I’ve been my own boss for a while now and I thought I was pretty good at it. But I found myself back in a corporate environment a few times over the last few months and it reminded me exactly what makes a great leader: Halving things, animal metaphors and having hard stops.

That’s it really. Everything else is a waste of time. If it was being honest, the Five Minute Manager should really be 2.5 minutes and not a second longer.

Cutting things in half is highly motivating. It will make your employees work quicker, save your department money and increase the speed at which epiphanies occur. If your team needs two weeks, give them one. If they ask for 96 hours, the clock starts counting down at 48. If they need a budget of 50k, they get get 25. Where it get’s tricky is if an employee needs something that’s harder to cut in half. But a great boss can still motivate by halving things. It they need two months, a team of six and access to a pair of identical twins a great boss would give them one month, a team of three and they’ll send over that guy Harry who talks to himself a lot.

When it comes to people, it’s the same thing.
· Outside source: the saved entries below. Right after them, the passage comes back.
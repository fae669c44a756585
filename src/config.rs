use std::env;
use std::path::PathBuf;
use std::time::Duration;

/// Backend selection strategy for dispatching download requests
#[derive(Clone, Copy, Debug, PartialEq, Eq)]
pub enum DispatchStrategy {
    /// Cycle through backends in a fixed order using a shared cursor
    RoundRobin,
    /// Pick a uniformly random backend per call, repeats allowed
    Random,
}

/// Application configuration loaded from environment variables
#[derive(Clone, Debug)]
pub struct Config {
    pub port: u16,
    /// Directory holding fetched media files
    pub cache_dir: PathBuf,
    /// Peer instances to forward requests to; empty means local fetch mode
    pub backends: Vec<String>,
    /// Backend selection strategy: roundrobin (default) or random
    pub dispatch_strategy: DispatchStrategy,
    /// Minimum lifetime of a cached file before it becomes evictable (default: 600)
    pub file_ttl_secs: u64,
    /// Period of the eviction sweep (default: 30)
    pub sweep_interval_secs: u64,
    /// Per-backend timeout when forwarding a download request (default: 300)
    pub forward_timeout_secs: u64,
    /// Concurrent fragment downloads passed through to the fetch tool
    pub concurrent_fragments: u32,
    /// HTTP chunk size in bytes passed through to the fetch tool
    pub http_chunk_size: u64,
    /// Fetch tool binary name or path
    pub ytdlp_bin: String,
}

impl Config {
    /// Load configuration from environment variables.
    /// Every variable has a default; malformed numeric values fall back.
    pub fn from_env() -> Result<Self, Box<dyn std::error::Error>> {
        let port = env::var("PORT")
            .unwrap_or_else(|_| "5000".to_string())
            .parse()?;

        let cache_dir = env::var("CACHE_DIR")
            .map(PathBuf::from)
            .unwrap_or_else(|_| env::temp_dir().join("fetchr_cache"));

        // Comma-separated peer base URLs, e.g. "https://a.example.com,https://b.example.com"
        let backends: Vec<String> = env::var("BACKENDS")
            .unwrap_or_default()
            .split(',')
            .map(str::trim)
            .filter(|b| !b.is_empty())
            .map(String::from)
            .collect();

        let dispatch_strategy = match env::var("DISPATCH_STRATEGY")
            .unwrap_or_else(|_| "roundrobin".to_string())
            .to_lowercase()
            .as_str()
        {
            "random" => DispatchStrategy::Random,
            _ => DispatchStrategy::RoundRobin,
        };

        let file_ttl_secs: u64 = env::var("FILE_TTL_SECONDS")
            .unwrap_or_else(|_| "600".to_string())
            .parse()
            .unwrap_or(600);

        let sweep_interval_secs: u64 = env::var("SWEEP_INTERVAL_SECS")
            .unwrap_or_else(|_| "30".to_string())
            .parse()
            .unwrap_or(30);

        let forward_timeout_secs: u64 = env::var("FORWARD_TIMEOUT_SECS")
            .unwrap_or_else(|_| "300".to_string())
            .parse()
            .unwrap_or(300);

        let concurrent_fragments: u32 = env::var("CONCURRENT_FRAGMENTS")
            .unwrap_or_else(|_| "10".to_string())
            .parse()
            .unwrap_or(10);

        let http_chunk_size: u64 = env::var("HTTP_CHUNK_SIZE")
            .unwrap_or_else(|_| "10485760".to_string())
            .parse()
            .unwrap_or(10_485_760);

        let ytdlp_bin = env::var("YTDLP_BIN").unwrap_or_else(|_| "yt-dlp".to_string());

        Ok(Config {
            port,
            cache_dir,
            backends,
            dispatch_strategy,
            file_ttl_secs,
            sweep_interval_secs,
            forward_timeout_secs,
            concurrent_fragments,
            http_chunk_size,
            ytdlp_bin,
        })
    }

    /// File TTL as a [`Duration`]
    pub fn file_ttl(&self) -> Duration {
        Duration::from_secs(self.file_ttl_secs)
    }

    /// Sweep interval as a [`Duration`]
    pub fn sweep_interval(&self) -> Duration {
        Duration::from_secs(self.sweep_interval_secs)
    }

    /// Forwarding timeout as a [`Duration`]
    pub fn forward_timeout(&self) -> Duration {
        Duration::from_secs(self.forward_timeout_secs)
    }
}

#[cfg(test)]
mod tests {
    use super::*;
    use std::sync::Mutex;

    /// Serialize all env-var tests to prevent races between parallel test threads.
    static ENV_LOCK: Mutex<()> = Mutex::new(());

    /// Set env vars, run `f`, then restore original state.
    ///
    /// `set` — vars to set; `unset` — vars to remove before running `f`.
    fn with_env(set: &[(&str, &str)], unset: &[&str], f: impl FnOnce()) {
        let _lock = ENV_LOCK.lock().unwrap_or_else(|p| p.into_inner());

        // Save state for all touched vars
        let save_set: Vec<(&str, Option<String>)> = set
            .iter()
            .map(|(k, _)| (*k, std::env::var(k).ok()))
            .collect();
        let save_unset: Vec<(&str, Option<String>)> =
            unset.iter().map(|k| (*k, std::env::var(k).ok())).collect();

        for (k, v) in set {
            // SAFETY: serialized by ENV_LOCK — no other thread modifies env vars concurrently.
            unsafe { std::env::set_var(k, v) };
        }
        for k in unset {
            unsafe { std::env::remove_var(k) };
        }

        f();

        // Restore
        for (k, old) in save_set.into_iter().chain(save_unset) {
            match old {
                Some(v) => unsafe { std::env::set_var(k, v) },
                None => unsafe { std::env::remove_var(k) },
            }
        }
    }

    const ALL_VARS: &[&str] = &[
        "PORT",
        "CACHE_DIR",
        "BACKENDS",
        "DISPATCH_STRATEGY",
        "FILE_TTL_SECONDS",
        "SWEEP_INTERVAL_SECS",
        "FORWARD_TIMEOUT_SECS",
        "CONCURRENT_FRAGMENTS",
        "HTTP_CHUNK_SIZE",
        "YTDLP_BIN",
    ];

    #[test]
    fn defaults_without_env() {
        with_env(&[], ALL_VARS, || {
            let config = Config::from_env().expect("defaults should load");
            assert_eq!(config.port, 5000);
            assert!(config.backends.is_empty());
            assert_eq!(config.dispatch_strategy, DispatchStrategy::RoundRobin);
            assert_eq!(config.file_ttl_secs, 600);
            assert_eq!(config.sweep_interval_secs, 30);
            assert_eq!(config.forward_timeout_secs, 300);
            assert_eq!(config.concurrent_fragments, 10);
            assert_eq!(config.http_chunk_size, 10_485_760);
            assert_eq!(config.ytdlp_bin, "yt-dlp");
            assert!(config.cache_dir.ends_with("fetchr_cache"));
        });
    }

    #[test]
    fn backends_parsed_and_trimmed() {
        with_env(
            &[(
                "BACKENDS",
                " https://a.example.com , https://b.example.com ,, ",
            )],
            &["DISPATCH_STRATEGY"],
            || {
                let config = Config::from_env().unwrap();
                assert_eq!(
                    config.backends,
                    vec![
                        "https://a.example.com".to_string(),
                        "https://b.example.com".to_string()
                    ]
                );
            },
        );
    }

    #[test]
    fn empty_backends_means_local_mode() {
        with_env(&[("BACKENDS", "")], &[], || {
            let config = Config::from_env().unwrap();
            assert!(config.backends.is_empty());
        });
    }

    #[test]
    fn strategy_random() {
        with_env(&[("DISPATCH_STRATEGY", "random")], &[], || {
            let config = Config::from_env().unwrap();
            assert_eq!(config.dispatch_strategy, DispatchStrategy::Random);
        });
    }

    #[test]
    fn strategy_defaults_to_round_robin_for_unknown() {
        with_env(&[("DISPATCH_STRATEGY", "weighted")], &[], || {
            let config = Config::from_env().unwrap();
            assert_eq!(config.dispatch_strategy, DispatchStrategy::RoundRobin);
        });
    }

    #[test]
    fn file_ttl_parsed() {
        with_env(&[("FILE_TTL_SECONDS", "120")], &[], || {
            let config = Config::from_env().unwrap();
            assert_eq!(config.file_ttl_secs, 120);
            assert_eq!(config.file_ttl(), Duration::from_secs(120));
        });
    }

    #[test]
    fn malformed_ttl_falls_back_to_default() {
        with_env(&[("FILE_TTL_SECONDS", "ten minutes")], &[], || {
            let config = Config::from_env().unwrap();
            assert_eq!(config.file_ttl_secs, 600);
        });
    }

    #[test]
    fn cache_dir_from_env() {
        with_env(&[("CACHE_DIR", "/var/cache/fetchr")], &[], || {
            let config = Config::from_env().unwrap();
            assert_eq!(config.cache_dir, PathBuf::from("/var/cache/fetchr"));
        });
    }

    #[test]
    fn malformed_port_is_an_error() {
        with_env(&[("PORT", "not-a-port")], &[], || {
            assert!(Config::from_env().is_err());
        });
    }
}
If they need 10 people on a team, you give them five. Four. Two. And so on.  They may try to outsmart you by asking for an odd number of people. But you’re the boss and you’ve seen this shit before. So if they tell you they need 11 people, you say, “You can have Johnson.” This common maneuver is called giving someone the Johnson. Probably.  And, no offense to Johnson, but he’s hardly able to pull the weight of 11 people. And it would be unfair of anyone to ask that of him. But that’s what they get for trying to be clever. They get the Johnson.
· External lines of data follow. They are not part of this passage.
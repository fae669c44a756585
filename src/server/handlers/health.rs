use crate::server::state::AppState;
use axum::Json;
use axum::extract::State;
use axum::response::IntoResponse;
use serde_json::json;

/// Health check endpoint, also served at `/`
pub async fn health_check(State(state): State<AppState>) -> impl IntoResponse {
    let mode = if state.pool.is_empty() {
        "local"
    } else {
        "dispatch"
    };

    Json(json!({
        "status": "ok",
        "version": env!("CARGO_PKG_VERSION"),
        "mode": mode,
        "backends": state.pool.len(),
    }))
}
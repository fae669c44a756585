pub mod handlers;
pub mod state;
pub mod url_validation;

use crate::config::Config;
use crate::evictor;
use axum::Router;
use axum::routing::{get, post};
use metrics_exporter_prometheus::PrometheusBuilder;
use state::AppState;
use tokio_util::sync::CancellationToken;
use tower_http::cors::CorsLayer;
use tracing::{error, info};

/// Build the application router for the given config.
///
/// Handler tests drive this router directly via `tower::ServiceExt::oneshot`.
pub async fn build_router(config: Config) -> Router {
    router(AppState::new(config))
}

/// Build the router around an existing state (tests inject a mock fetcher)
pub fn router(state: AppState) -> Router {
    Router::new()
        .route("/", get(handlers::health::health_check))
        .route("/health", get(handlers::health::health_check))
        .route("/download", post(handlers::download::download))
        .route("/file/{filename}", get(handlers::file::serve_file))
        .layer(CorsLayer::permissive())
        .with_state(state)
}

/// Start the Axum HTTP server and the background evictor
pub async fn start(config: Config) -> Result<(), Box<dyn std::error::Error>> {
    let addr = format!("0.0.0.0:{}", config.port);

    let state = AppState::new(config);

    // The cache directory must exist before the first fetch or sweep
    state.cache.init().await?;

    // Install the Prometheus recorder; tests never reach this path, so the
    // process-global recorder is installed exactly once
    let metrics_handle = PrometheusBuilder::new().install_recorder()?;

    let app = router(state.clone()).route(
        "/metrics",
        get(move || std::future::ready(metrics_handle.render())),
    );

    // One perpetual eviction task for the lifetime of the process
    let cancel = CancellationToken::new();
    let evictor_task = tokio::spawn(evictor::run(
        state.cache.clone(),
        state.config.file_ttl(),
        state.config.sweep_interval(),
        cancel.clone(),
    ));

    // Bind TCP listener
    let listener = match tokio::net::TcpListener::bind(addr.as_str()).await {
        Ok(listener) => listener,
        Err(e) => {
            error!("Failed to bind to address {}: {}", addr, e);
            return Err(e.into());
        }
    };

    info!("🚀 Server listening on http://{}", addr);

    if let Err(e) = axum::serve(listener, app)
        .with_graceful_shutdown(shutdown_signal())
        .await
    {
        error!("Server error: {}", e);
        cancel.cancel();
        return Err(e.into());
    }

    // Listener drained — stop the evictor before exiting
    cancel.cancel();
    let _ = evictor_task.await;

    Ok(())
}

/// Resolve on SIGINT or SIGTERM
async fn shutdown_signal() {
    let ctrl_c = tokio::signal::ctrl_c();

    #[cfg(unix)]
    {
        let mut sigterm = tokio::signal::unix::signal(tokio::signal::unix::SignalKind::terminate())
            .expect("failed to install SIGTERM handler");

        tokio::select! {
            _ = ctrl_c => info!("received SIGINT"),
            _ = sigterm.recv() => info!("received SIGTERM"),
        }
    }

    #[cfg(not(unix))]
    {
        let _ = ctrl_c.await;
        info!("received SIGINT");
    }
}
//! Peer dispatch: backend pool, selection strategy, and failover forwarding.
//!
//! A request arriving at an instance with configured backends is forwarded
//! instead of fetched locally. The pool produces candidates per the
//! configured strategy; the failover loop tries each distinct peer at most
//! once and relays the first well-formed success verbatim. No liveness
//! state is kept across requests — a dead peer is retried fresh next time.

use crate::config::{Config, DispatchStrategy};
use crate::error::{FetchrError, Result};
use crate::fetcher::Quality;
use crate::metrics;
use rand::seq::SliceRandom;
use reqwest::Client;
use serde_json::Value;
use std::collections::HashSet;
use std::sync::Mutex;
use std::time::Duration;
use tracing::{info, warn};

/// A peer instance of this service, identified by its base URL.
///
/// No liveness state — failures are discovered at call time.
#[derive(Clone, Debug, PartialEq, Eq, Hash)]
pub struct Backend {
    address: String,
}

impl Backend {
    pub fn new(address: impl Into<String>) -> Self {
        Self {
            address: address.into().trim_end_matches('/').to_string(),
        }
    }

    pub fn address(&self) -> &str {
        &self.address
    }

    /// Join a service path onto the base address
    pub fn endpoint(&self, path: &str) -> String {
        format!("{}{}", self.address, path)
    }
}

/// Shared backend pool with its selection strategy.
///
/// The round-robin cursor is the only shared mutable state in the dispatch
/// path; read-and-increment happens under the mutex so concurrent callers
/// always compute the index from one consistently-read cursor value.
#[derive(Debug)]
pub struct BackendPool {
    backends: Vec<Backend>,
    strategy: DispatchStrategy,
    cursor: Mutex<u64>,
}

impl BackendPool {
    pub fn new(addresses: impl IntoIterator<Item = String>, strategy: DispatchStrategy) -> Self {
        Self {
            backends: addresses.into_iter().map(Backend::new).collect(),
            strategy,
            cursor: Mutex::new(0),
        }
    }

    pub fn from_config(config: &Config) -> Self {
        Self::new(config.backends.iter().cloned(), config.dispatch_strategy)
    }

    pub fn len(&self) -> usize {
        self.backends.len()
    }

    pub fn is_empty(&self) -> bool {
        self.backends.is_empty()
    }

    pub fn strategy(&self) -> DispatchStrategy {
        self.strategy
    }

    /// Produce the next candidate, or `None` when no peers are configured.
    ///
    /// Round-robin guarantees that N consecutive calls visit all N peers
    /// exactly once; random may repeat.
    pub fn next(&self) -> Option<&Backend> {
        if self.backends.is_empty() {
            return None;
        }
        match self.strategy {
            DispatchStrategy::Random => self.backends.choose(&mut rand::thread_rng()),
            DispatchStrategy::RoundRobin => {
                let mut cursor = self.cursor.lock().unwrap_or_else(|p| p.into_inner());
                let index = (*cursor % self.backends.len() as u64) as usize;
                *cursor = cursor.wrapping_add(1);
                Some(&self.backends[index])
            }
        }
    }
}

/// Forward a download request across the pool until one peer succeeds.
///
/// Each distinct peer is tried at most once; candidates the selector
/// re-produces (random repeats, round-robin wrap) are skipped without
/// consuming an attempt. A 2xx response with a well-formed JSON body is
/// relayed verbatim; network errors, non-success statuses, and malformed
/// bodies all advance to the next candidate. Exhausting every distinct peer
/// yields [`FetchrError::AllBackendsFailed`].
pub async fn forward(
    client: &Client,
    pool: &BackendPool,
    url: &str,
    quality: Quality,
    timeout: Duration,
) -> Result<Value> {
    let total = pool.len();
    let mut tried: HashSet<&Backend> = HashSet::with_capacity(total);

    while tried.len() < total {
        let Some(backend) = pool.next() else { break };
        if !tried.insert(backend) {
            // Already attempted in this sequence — ask the selector again
            continue;
        }

        info!(
            backend = backend.address(),
            attempt = tried.len(),
            total,
            "forwarding download request"
        );

        let response = client
            .post(backend.endpoint("/download"))
            .form(&[("url", url), ("quality", quality.label())])
            .timeout(timeout)
            .send()
            .await;

        match response {
            Ok(response) if response.status().is_success() => {
                match response.json::<Value>().await {
                    Ok(payload) => return Ok(payload),
                    Err(e) => {
                        warn!(backend = backend.address(), error = %e, "backend returned malformed payload");
                    }
                }
            }
            Ok(response) => {
                warn!(
                    backend = backend.address(),
                    status = %response.status(),
                    "backend returned non-success status"
                );
            }
            Err(e) => {
                warn!(backend = backend.address(), error = %e, "backend unreachable");
            }
        }
        metrics::record_backend_failure();
    }

    Err(FetchrError::AllBackendsFailed(total))
}
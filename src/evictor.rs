//! TTL-based eviction of cached media files.
//!
//! A single background task sweeps the cache directory on a fixed interval
//! and deletes regular files older than the configured TTL. The TTL is a
//! soft lower bound on retention — a file lives at least until the first
//! sweep after its TTL elapses, with at most one interval of slack.
//!
//! The sweeper holds no lock shared with request handling. A file may
//! legitimately vanish between a handler's existence check and its open;
//! the serving path treats that as `NotFound`.

use crate::cache::FileCache;
use crate::metrics;
use std::time::{Duration, SystemTime};
use tokio::fs;
use tokio_util::sync::CancellationToken;
use tracing::{debug, info, warn};

/// Outcome of one sweep cycle. Deletion problems are swallowed, not
/// propagated — they only show up in `failed`.
#[derive(Clone, Copy, Debug, Default, PartialEq, Eq)]
pub struct SweepStats {
    /// Directory entries examined
    pub scanned: usize,
    /// Files deleted this cycle
    pub evicted: usize,
    /// Deletions that failed (file vanished concurrently, permissions)
    pub failed: usize,
}

/// Run the eviction loop until `cancel` is triggered.
///
/// Started once in `server::start`; sleeps `interval` between sweeps.
pub async fn run(cache: FileCache, ttl: Duration, interval: Duration, cancel: CancellationToken) {
    info!(
        ttl_secs = ttl.as_secs(),
        interval_secs = interval.as_secs(),
        "cache evictor started"
    );

    loop {
        tokio::select! {
            _ = cancel.cancelled() => {
                info!("cache evictor shutting down");
                return;
            }
            _ = tokio::time::sleep(interval) => {
                let stats = sweep(&cache, ttl).await;
                if stats.evicted > 0 || stats.failed > 0 {
                    debug!(
                        scanned = stats.scanned,
                        evicted = stats.evicted,
                        failed = stats.failed,
                        "eviction sweep completed"
                    );
                }
            }
        }
    }
}

/// Sweep the cache directory once, deleting files older than `ttl`.
///
/// The entry set is snapshotted by the directory iterator at sweep start;
/// files created mid-sweep are picked up next cycle. Best-effort throughout:
/// an unreadable directory yields empty stats, and individual failures never
/// abort the sweep.
pub async fn sweep(cache: &FileCache, ttl: Duration) -> SweepStats {
    let mut stats = SweepStats::default();

    let mut entries = match fs::read_dir(cache.dir()).await {
        Ok(entries) => entries,
        Err(e) => {
            warn!(error = %e, dir = %cache.dir().display(), "failed to read cache dir for sweep");
            return stats;
        }
    };

    let now = SystemTime::now();

    while let Ok(Some(entry)) = entries.next_entry().await {
        stats.scanned += 1;

        let meta = match entry.metadata().await {
            Ok(meta) if meta.is_file() => meta,
            _ => continue,
        };

        let age = match meta.modified().ok().and_then(|m| now.duration_since(m).ok()) {
            Some(age) => age,
            // Clock skew put the mtime in the future — leave it alone
            None => continue,
        };

        if age > ttl {
            match fs::remove_file(entry.path()).await {
                Ok(()) => {
                    debug!(file = %entry.path().display(), age_secs = age.as_secs(), "evicted expired file");
                    stats.evicted += 1;
                }
                Err(e) => {
                    debug!(file = %entry.path().display(), error = %e, "eviction delete failed");
                    stats.failed += 1;
                }
            }
        }
    }

    if stats.evicted > 0 {
        metrics::record_evictions(stats.evicted as u64);
    }

    stats
}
It would be easy to think that if a great boss halves everything, a boss that cuts things even more is an even greater boss! Not the case. That guy is just an a-hole bucking for a promotion and you don’t want to be that guy. If someone asks you for something, you given them half. No more. No less.
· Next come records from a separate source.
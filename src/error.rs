use axum::http::StatusCode;
use axum::response::{IntoResponse, Response};
use thiserror::Error;

/// Convenience alias used by handlers and components
pub type Result<T> = std::result::Result<T, FetchrError>;

/// All error outcomes surfaced by Fetchr.
///
/// Single-backend failures during failover are not represented here — the
/// dispatcher recovers from them internally and only surfaces
/// [`FetchrError::AllBackendsFailed`] once every distinct peer was tried.
#[derive(Debug, Error)]
pub enum FetchrError {
    /// Request rejected before any fetch or dispatch work
    #[error("invalid request: {0}")]
    InvalidRequest(String),

    /// The external fetch tool failed or could not be spawned
    #[error("media fetch failed: {0}")]
    FetchFailed(String),

    /// The fetch tool exited cleanly but the expected output file is absent
    #[error("fetch produced no output file: {0}")]
    MissingOutput(String),

    /// Every distinct backend was tried without a successful response
    #[error("all {0} backends failed")]
    AllBackendsFailed(usize),

    /// Requested file is not in the cache (never created, or evicted)
    #[error("file not found: {0}")]
    NotFound(String),

    #[error("internal error: {0}")]
    Internal(String),
}

impl FetchrError {
    /// HTTP status this error maps to
    pub fn status(&self) -> StatusCode {
        match self {
            FetchrError::InvalidRequest(_) => StatusCode::BAD_REQUEST,
            FetchrError::FetchFailed(_) | FetchrError::MissingOutput(_) => {
                StatusCode::INTERNAL_SERVER_ERROR
            }
            FetchrError::AllBackendsFailed(_) => StatusCode::BAD_GATEWAY,
            FetchrError::NotFound(_) => StatusCode::NOT_FOUND,
            FetchrError::Internal(_) => StatusCode::INTERNAL_SERVER_ERROR,
        }
    }
}

impl IntoResponse for FetchrError {
    fn into_response(self) -> Response {
        (self.status(), self.to_string()).into_response()
    }
}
The second thing a great boss does is use a lot of animal metaphors. You should say things like “eat the frog” or talk about an “ant eating an elephant” or perhaps “the camel’s nose under the tent.” It’s best to use at least four different animal metaphors per meeting, so throw away Sun Tzu and pick up your Aesop’s if you’re trying to climb the corporate ladder.

There is a trick with animal metaphors. You have to use them wrong. You have to act like the camel’s nose under the tent isn’t an idiom for impending doom, but a sneak peek as if camels have eyes on their noses or something. Say it wrong and then  dare the room to call you on it.

It’s the same with big words. Use them wrong as well. If anyone calls you on it, fire that person. You don’t need that kind of negativity dragging down morale.

But what do you do if someone you can’t fire calls you on it? Easy. You have a hard stop. Normal people “have another meeting” or “need to get going.” Great leaders have hard stops. And there’s no arguing with it because it’s hard. It’s the best way to stop any conversation, argument or performance review cold.

And the best news is that this isn’t just middle management stuff. This works for VPs, SVPs, EVPs, straight up Ps, C-level officers, editors, Bond villains and police chiefs. Especially bond villains because they can always just feed someone to the sharks. And that’s also basically like halving things.